Amnesty International urgently called for international pressure and an immediate UN investigation to help end what it says are possible crimes against humanity in the Philippine president’s bloody anti-drug crackdown.
The London-based rights watchdog said in a study released on Monday that extrajudicial killings in Philippine President Rodrigo Duterte’s three-year-old campaign remain rampant and the scale of abuses has reached “the threshold of crimes against humanity.”
About 6,600 people, most of them accused of petty drug crimes, have been killed in the crackdown Duterte launched as his centerpiece project when he took office in mid-2016.
Photo: AP
Nongovernmental groups claim a much higher death toll, including many suspects killed by motorcycle-riding gunmen human rights groups suspect were financed by police officers.
Duterte and the police have denied any authorization of extrajudicial killings.

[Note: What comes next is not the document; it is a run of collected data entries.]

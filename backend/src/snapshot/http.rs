//! Snapshot fetched from the catalog store's export API.
//!
//! | Method | Path | Body |
//! |--------|------|------|
//! | GET | `{base}/assets` | `Asset[]` |
//! | GET | `{base}/works` | `Work[]` |
//! | GET | `{base}/artists` | `Artist[]` |
//! | GET | `{base}/categories` | `CatalogRecord[]` |
//! | GET | `{base}/labels` | `CatalogRecord[]` |

use serde::de::DeserializeOwned;
use std::time::Duration;

use super::SnapshotProvider;
use crate::error::{SnapshotError, SnapshotResult};
use crate::models::{Artist, Asset, CatalogRecord, EntityKind, Work};

/// Request timeout for one export endpoint.
const REQUEST_TIMEOUT_SECS: u64 = 30;

/// Catalog store export client.
#[derive(Debug, Clone)]
pub struct HttpSnapshotProvider {
    base_url: String,
    client: reqwest::Client,
}

impl HttpSnapshotProvider {
    pub fn new(base_url: impl Into<String>) -> Self {
        Self {
            base_url: base_url.into().trim_end_matches('/').to_string(),
            client: reqwest::Client::new(),
        }
    }

    pub fn base_url(&self) -> &str {
        &self.base_url
    }

    /// Endpoint serving records of `kind`.
    pub fn endpoint(&self, kind: EntityKind) -> String {
        format!("{}/{}", self.base_url, kind.plural())
    }

    async fn fetch<T: DeserializeOwned>(&self, kind: EntityKind) -> SnapshotResult<Vec<T>> {
        let response = self
            .client
            .get(self.endpoint(kind))
            .header("Accept", "application/json")
            .timeout(Duration::from_secs(REQUEST_TIMEOUT_SECS))
            .send()
            .await?;

        let status = response.status();
        if !status.is_success() {
            return Err(SnapshotError::Status {
                kind,
                status: status.as_u16(),
            });
        }

        response.json::<Vec<T>>().await.map_err(|e| SnapshotError::Fetch {
            kind,
            message: format!("invalid response body: {}", e),
        })
    }
}

impl SnapshotProvider for HttpSnapshotProvider {
    async fn fetch_assets(&self) -> SnapshotResult<Vec<Asset>> {
        self.fetch(EntityKind::Asset).await
    }

    async fn fetch_works(&self) -> SnapshotResult<Vec<Work>> {
        self.fetch(EntityKind::Work).await
    }

    async fn fetch_artists(&self) -> SnapshotResult<Vec<Artist>> {
        self.fetch(EntityKind::Artist).await
    }

    async fn fetch_categories(&self) -> SnapshotResult<Vec<CatalogRecord>> {
        self.fetch(EntityKind::Category).await
    }

    async fn fetch_labels(&self) -> SnapshotResult<Vec<CatalogRecord>> {
        self.fetch(EntityKind::Label).await
    }
}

However, Duterte has repeatedly threatened drug suspects with death in televised speeches and encouraged law enforcers to shoot suspects who fight back.
He has warned that the crackdown will be more dangerous for suspects in the final three years of his six-year term.
Philippine National Police Chief General Oscar Albayalde said such claims were “allegations that have never been proven.”
All police actions have been done within the bounds of the law and the constitution, which guarantees the protection of human rights, he said.
Amnesty said Bulacan province north of the capital has become “the country’s bloodiest killing field” after some officers involved in the crackdown were transferred there from the Manila metropolis, which used to be the “epicenter of killings.”
“The reliance on violent and repressive policies continues to perpetuate human rights violations and abuses in the country,” Amnesty said in its study.
Amnesty regional director for East and Southeast Asia Nicholas Bequelin said Duterte’s campaign “continues to be nothing but a large-scale murdering enterprise for which the poor continue to pay the highest price.”
Amnesty said it investigated 20 drug-related incidents in which 27 people were killed across Bulacan from May 2018 to April by interviewing witnesses, families of the dead, local officials and rights activists.
Amnesty concluded that half of the incidents “appear to have been extrajudicial executions” based on witnesses’ accounts and other information.
The others were murky due to difficulty in obtaining information about the killings,” although their broad outlines were consistent with patterns of previous extrajudicial executions,” the group said.
Slain suspects who struggled to earn a living were accused of being “big-time” drug dealers, Amnesty said, citing interviews with families of suspects.
Police officers always justified the deaths by claiming that suspects fought back during so-called “buy-bust” operations, where undercover agents posed as drug buyers, but Amnesty said it doubted the police reports, saying they did not “meet the feeblest standards of credibility.”
Some suspects who police claimed fired back were too poor to buy a gun.
Others died after police forcibly broke into homes and opened fire then later claimed the suspects fought back after sensing they were being entrapped in police “buy-bust” transactions, Amnesty said, citing accounts by suspects’ relatives and witnesses.
Amnesty also questioned the legitimacy and accuracy of drug “watch lists,” which it said contain the names of drug suspects targeted in police raids.
The group called on the UN Human Rights Council to immediately initiate an investigation into the killings.
It also asked an International Criminal Court prosecutor to hasten the examination of complaints sparked by the massive deaths so the Hague-based tribunal could open a separate investigation.
Iceland has submitted a draft resolution to the 47-state Human Rights Council asking the UN High Commissioner for Human Rights to prepare a comprehensive report on human rights in the Philippines.